The algorithm has important practical application in the layout of digital circuits and components in electronic design automation of VLSI.

==Description==
The input to the algorithm is an undirected graph G = (V, E) with vertex set V, edge set E, and (optionally) numerical weights on the edges in E. The goal of the algorithm is to partition V into two disjoint subsets A and B of equal (or nearly equal) size, in a way that minimizes the sum T of the weights of the subset of edges that cross from A to B. If the graph is unweighted, then instead the goal is to minimize the number of crossing edges; this is equivalent to assigning weight one to each edge. The algorithm maintains and improves a partition, in each pass using a greedy algorithm to pair up vertices of A with vertices of B, so that moving the paired vertices from one side of the partition to the other will improve the partition. After matching the vertices, it then performs a subset of the pairs chosen to have the best overall effect on the solution quality T.
Given a graph with n vertices, each pass of the algorithm runs in time O(n^{2} log n).

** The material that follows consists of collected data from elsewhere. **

// src/common/error.rs

use axum::{
    http::StatusCode,
    response::{IntoResponse, Response},
    Json,
};
use serde_json::{json, Value};
use thiserror::Error;
use uuid::Uuid;

use crate::{common::i18n::I18nStore, middleware::i18n::Locale};

// Nosso tipo de erro interno, com `thiserror` para melhor ergonomia.
// A mensagem do `#[error]` vai para os logs; o cliente recebe a versão traduzida.
#[derive(Debug, Error)]
pub enum AppError {
    #[error("Erro de validação")]
    ValidationError(#[from] validator::ValidationErrors),

    // --- Autenticação ---
    #[error("Token inválido")]
    InvalidToken,

    #[error("Usuário {0} não é membro da organização {1}")]
    NotOrgMember(Uuid, Uuid),

    // --- Acesso ---
    #[error("Acesso negado ao Estado {0}")]
    StateAccessDenied(Uuid),

    #[error("Acesso negado ao nó {0}")]
    NodeAccessDenied(Uuid),

    #[error("Permissão ausente: {0}")]
    MissingPermission(&'static str),

    // --- Não encontrados ---
    #[error("Organização não encontrada")]
    OrgNotFound,

    #[error("Nível administrativo não encontrado")]
    LevelNotFound,

    #[error("Nó administrativo não encontrado")]
    NodeNotFound,

    #[error("Nó pai não encontrado")]
    ParentNodeNotFound,

    #[error("Projeto não encontrado")]
    ProjectNotFound,

    #[error("Usuário não encontrado")]
    UserNotFound,

    #[error("Contrato não encontrado")]
    ContractNotFound,

    #[error("Gestor de contrato não encontrado")]
    ManagerNotFound,

    // --- Integridade da hierarquia ---
    #[error("Nível em uso por nós administrativos")]
    LevelInUse,

    #[error("Nó possui filhos")]
    NodeHasChildren,

    #[error("Nível do pai ({parent_order}) não é superior ao do filho ({child_order})")]
    ParentLevelNotHigher { parent_order: i32, child_order: i32 },

    #[error("Nível '{0}' exige um pai")]
    ParentRequired(String),

    #[error("Pai escolhido criaria um ciclo")]
    ParentCycle,

    // --- Contratos ---
    #[error("Organização {0} não é um Estado")]
    ContractOrgNotState(Uuid),

    #[error("Nó {0} fora do Estado do contrato")]
    ScopeNodeNotInState(Uuid),

    #[error("Usuário já é gestor ativo do contrato")]
    ManagerAlreadyAssigned,

    #[error("Contrato já possui gestor principal ativo")]
    PrimaryManagerExists,

    // --- Unicidade ---
    #[error("Código de nível já existe: {0}")]
    LevelCodeAlreadyExists(String),

    #[error("Ordem de nível já existe: {0}")]
    LevelOrderAlreadyExists(i32),

    #[error("Número de contrato já existe: {0}")]
    ContractNumberAlreadyExists(String),

    #[error("Violação de unicidade: {0}")]
    UniqueConstraintViolation(String),

    // --- Infraestrutura ---
    #[error("Erro de banco de dados: {0}")]
    DatabaseError(#[from] sqlx::Error),

    #[error("Erro de JWT: {0}")]
    JwtError(#[from] jsonwebtoken::errors::Error),

    #[error("Erro interno do servidor: {0}")]
    InternalServerError(#[from] anyhow::Error),
}

/// O formato que vai para o cliente.
#[derive(Debug)]
pub struct ApiError {
    pub status: StatusCode,
    pub error: String,
    pub details: Option<Value>,
}

impl IntoResponse for ApiError {
    fn into_response(self) -> Response {
        let body = match self.details {
            Some(details) => json!({ "error": self.error, "details": details }),
            None => json!({ "error": self.error }),
        };
        (self.status, Json(body)).into_response()
    }
}

impl AppError {
    /// Status HTTP, chave da mensagem e argumentos de interpolação.
    fn classify(&self) -> (StatusCode, &'static str, Vec<(&'static str, String)>) {
        match self {
            AppError::ValidationError(_) => (StatusCode::BAD_REQUEST, "validation.failed", vec![]),

            AppError::InvalidToken | AppError::JwtError(_) => {
                (StatusCode::UNAUTHORIZED, "auth.invalid_token", vec![])
            }
            AppError::NotOrgMember(..) => (StatusCode::UNAUTHORIZED, "auth.not_member", vec![]),

            AppError::StateAccessDenied(_) => (StatusCode::FORBIDDEN, "state.access_denied", vec![]),
            AppError::NodeAccessDenied(_) => (StatusCode::FORBIDDEN, "node.access_denied", vec![]),
            AppError::MissingPermission(slug) => (
                StatusCode::FORBIDDEN,
                "permission.missing",
                vec![("permission", slug.to_string())],
            ),
            AppError::LevelInUse => (StatusCode::FORBIDDEN, "level.in_use", vec![]),
            AppError::NodeHasChildren => (StatusCode::FORBIDDEN, "node.has_children", vec![]),

            AppError::OrgNotFound => (StatusCode::NOT_FOUND, "org.not_found", vec![]),
            AppError::LevelNotFound => (StatusCode::NOT_FOUND, "level.not_found", vec![]),
            AppError::NodeNotFound => (StatusCode::NOT_FOUND, "node.not_found", vec![]),
            AppError::ParentNodeNotFound => (StatusCode::NOT_FOUND, "node.parent_not_found", vec![]),
            AppError::ProjectNotFound => (StatusCode::NOT_FOUND, "project.not_found", vec![]),
            AppError::UserNotFound => (StatusCode::NOT_FOUND, "user.not_found", vec![]),
            AppError::ContractNotFound => (StatusCode::NOT_FOUND, "contract.not_found", vec![]),
            AppError::ManagerNotFound => (StatusCode::NOT_FOUND, "contract.manager_not_found", vec![]),

            AppError::ContractOrgNotState(_) => (StatusCode::BAD_REQUEST, "contract.org_not_state", vec![]),
            AppError::ScopeNodeNotInState(node_id) => (
                StatusCode::UNPROCESSABLE_ENTITY,
                "contract.scope_node_invalid",
                vec![("node_id", node_id.to_string())],
            ),
            AppError::ManagerAlreadyAssigned => (StatusCode::CONFLICT, "contract.manager_exists", vec![]),
            AppError::PrimaryManagerExists => (StatusCode::CONFLICT, "contract.primary_exists", vec![]),
            AppError::ContractNumberAlreadyExists(number) => (
                StatusCode::CONFLICT,
                "contract.number_exists",
                vec![("number", number.clone())],
            ),

            AppError::ParentLevelNotHigher { parent_order, child_order } => (
                StatusCode::UNPROCESSABLE_ENTITY,
                "node.parent_level_not_higher",
                vec![
                    ("parent_order", parent_order.to_string()),
                    ("child_order", child_order.to_string()),
                ],
            ),
            AppError::ParentRequired(level) => (
                StatusCode::UNPROCESSABLE_ENTITY,
                "node.parent_required",
                vec![("level", level.clone())],
            ),
            AppError::ParentCycle => (StatusCode::UNPROCESSABLE_ENTITY, "node.parent_cycle", vec![]),

            AppError::LevelCodeAlreadyExists(code) => {
                (StatusCode::CONFLICT, "level.code_exists", vec![("code", code.clone())])
            }
            AppError::LevelOrderAlreadyExists(order) => {
                (StatusCode::CONFLICT, "level.order_exists", vec![("order", order.to_string())])
            }
            AppError::UniqueConstraintViolation(constraint) => (
                StatusCode::CONFLICT,
                "conflict.unique",
                vec![("constraint", constraint.clone())],
            ),

            AppError::DatabaseError(_) | AppError::InternalServerError(_) => {
                (StatusCode::INTERNAL_SERVER_ERROR, "internal.error", vec![])
            }
        }
    }

    /// Converte o erro interno na resposta traduzida para o idioma do cliente.
    pub fn to_api_error(&self, locale: &Locale, store: &I18nStore) -> ApiError {
        let (status, key, args) = self.classify();

        if status.is_server_error() {
            // O detalhe fica só no log
            tracing::error!("Erro Interno do Servidor: {}", self);
        }

        let details = match self {
            AppError::ValidationError(errors) => Some(validation_details(errors, locale, store)),
            _ => None,
        };

        ApiError {
            status,
            error: store.translate(&locale.0, key, &args),
            details,
        }
    }
}

// Retorna todos os detalhes da validação, campo a campo, já traduzidos.
// A mensagem do validator é uma chave do catálogo; sem mensagem, usa "validation.<code>".
fn validation_details(errors: &validator::ValidationErrors, locale: &Locale, store: &I18nStore) -> Value {
    let mut details = serde_json::Map::new();
    for (field, field_errors) in errors.field_errors() {
        let messages: Vec<String> = field_errors
            .iter()
            .map(|e| {
                let key = e
                    .message
                    .as_ref()
                    .map(|m| m.to_string())
                    .unwrap_or_else(|| format!("validation.{}", e.code));
                let args: Vec<(&str, String)> = e
                    .params
                    .iter()
                    .filter(|&(name, _)| name != "value")
                    .map(|(name, value)| {
                        let value = match value {
                            Value::String(s) => s.clone(),
                            // 1.0 -> "1"
                            Value::Number(n) => match n.as_f64() {
                                Some(f) if f.fract() == 0.0 => (f as i64).to_string(),
                                _ => n.to_string(),
                            },
                            other => other.to_string(),
                        };
                        (&**name, value)
                    })
                    .collect();
                store.translate(&locale.0, &key, &args)
            })
            .collect();
        details.insert(field.to_string(), json!(messages));
    }
    Value::Object(details)
}

/// Traduz violações de unicidade do Postgres pelo nome da constraint.
/// `map` devolve `Some` para as constraints que o chamador sabe nomear.
pub fn map_unique_violation<F>(e: sqlx::Error, map: F) -> AppError
where
    F: FnOnce(&str) -> Option<AppError>,
{
    if let sqlx::Error::Database(db_err) = &e {
        if db_err.is_unique_violation() {
            let constraint = db_err.constraint().unwrap_or_default().to_string();
            return map(&constraint).unwrap_or(AppError::UniqueConstraintViolation(constraint));
        }
    }
    e.into()
}

#[cfg(test)]
mod tests {
    use super::*;
    use validator::Validate;

    fn store() -> I18nStore {
        I18nStore::load().unwrap()
    }

    #[test]
    fn contract_conflicts_and_scope_errors() {
        let api = AppError::ContractNumberAlreadyExists("SN-2026-001".into()).to_api_error(&Locale("en".into()), &store());
        assert_eq!(api.status, StatusCode::CONFLICT);
        assert_eq!(api.error, "A contract with number 'SN-2026-001' already exists.");

        let api = AppError::PrimaryManagerExists.to_api_error(&Locale("fr".into()), &store());
        assert_eq!(api.status, StatusCode::CONFLICT);

        let api = AppError::ContractOrgNotState(Uuid::nil()).to_api_error(&Locale("en".into()), &store());
        assert_eq!(api.status, StatusCode::BAD_REQUEST);

        let api = AppError::ScopeNodeNotInState(Uuid::nil()).to_api_error(&Locale("en".into()), &store());
        assert_eq!(api.status, StatusCode::UNPROCESSABLE_ENTITY);
    }

    #[test]
    fn forbidden_referential_conflicts() {
        let api = AppError::LevelInUse.to_api_error(&Locale("en".into()), &store());
        assert_eq!(api.status, StatusCode::FORBIDDEN);

        let api = AppError::NodeHasChildren.to_api_error(&Locale("fr".into()), &store());
        assert_eq!(api.status, StatusCode::FORBIDDEN);
        assert_eq!(api.error, "Impossible de supprimer un nœud qui a des enfants.");
    }

    #[test]
    fn hierarchy_conflicts_are_unprocessable() {
        let err = AppError::ParentLevelNotHigher { parent_order: 2, child_order: 2 };
        let api = err.to_api_error(&Locale("en".into()), &store());
        assert_eq!(api.status, StatusCode::UNPROCESSABLE_ENTITY);
        assert!(api.error.contains("order 2"));
    }

    #[test]
    fn database_errors_hide_details() {
        let err = AppError::DatabaseError(sqlx::Error::RowNotFound);
        let api = err.to_api_error(&Locale("en".into()), &store());
        assert_eq!(api.status, StatusCode::INTERNAL_SERVER_ERROR);
        assert_eq!(api.error, "An unexpected error occurred.");
        assert!(api.details.is_none());
    }

    #[derive(Validate)]
    struct NamedInput {
        #[validate(length(min = 1, message = "validation.required"))]
        name: String,
        #[validate(range(min = 1, message = "validation.min"))]
        order: i32,
    }

    #[test]
    fn validation_errors_carry_localized_field_details() {
        let errors = NamedInput { name: String::new(), order: 0 }.validate().unwrap_err();
        let api = AppError::ValidationError(errors).to_api_error(&Locale("en".into()), &store());
        assert_eq!(api.status, StatusCode::BAD_REQUEST);
        let details = api.details.unwrap();
        assert_eq!(details["name"], json!(["This field is required."]));
        assert_eq!(details["order"], json!(["The value must be at least 1."]));

        let errors = NamedInput { name: String::new(), order: 1 }.validate().unwrap_err();
        let api = AppError::ValidationError(errors).to_api_error(&Locale("fr".into()), &store());
        assert_eq!(api.details.unwrap()["name"], json!(["Ce champ est obligatoire."]));
    }

    #[test]
    fn non_unique_errors_pass_through() {
        let err = map_unique_violation(sqlx::Error::RowNotFound, |_| None);
        assert!(matches!(err, AppError::DatabaseError(_)));
    }
}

In more detail, for each $a \in A$, let $I_{a}$ be the internal cost of a, that is, the sum of the costs of edges between a and other nodes in A, and let $E_{a}$ be the external cost of a, that is, the sum of the costs of edges between a and nodes in B. Similarly, define $I_{b}$, $E_{b}$ for each $b \in B$. Furthermore, let
$D_{s} = E_{s} - I_{s}$
be the difference between the external and internal costs of s. If a and b are interchanged, then the reduction in cost is
$T_{old} - T_{new} = D_{a} + D_{b} - 2c_{a,b}$
where $c_{a,b}$ is the cost of the possible edge between a and b.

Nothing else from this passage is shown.